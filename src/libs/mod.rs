//! Core library modules for tasklist.
//!
//! ## Features
//!
//! - **Task entity**: the native task type and its row and wire mappings
//! - **Filter engine**: private, shared, important, today and week views,
//!   plus project grouping, shared by server and client
//! - **Infrastructure**: configuration, data directory, clock, errors,
//!   messaging and terminal views
//!
//! ## Usage
//!
//! ```rust
//! use chrono::Utc;
//! use tasklist::libs::filter::{filter, FilterKey};
//! use tasklist::libs::task::Task;
//!
//! let tasks = vec![Task::new("Buy milk"), Task::new("Plan trip").shared()];
//! assert_eq!(filter(&tasks, FilterKey::Shared, Utc::now()).len(), 1);
//! ```

pub mod clock;
pub mod config;
pub mod data_storage;
pub mod error;
pub mod filter;
pub mod messages;
pub mod task;
pub mod view;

-----

**Task requirements**
Looking at the records above, report how many lines contain the word "FilterKey". Answer with the number only.

**Answer section**
2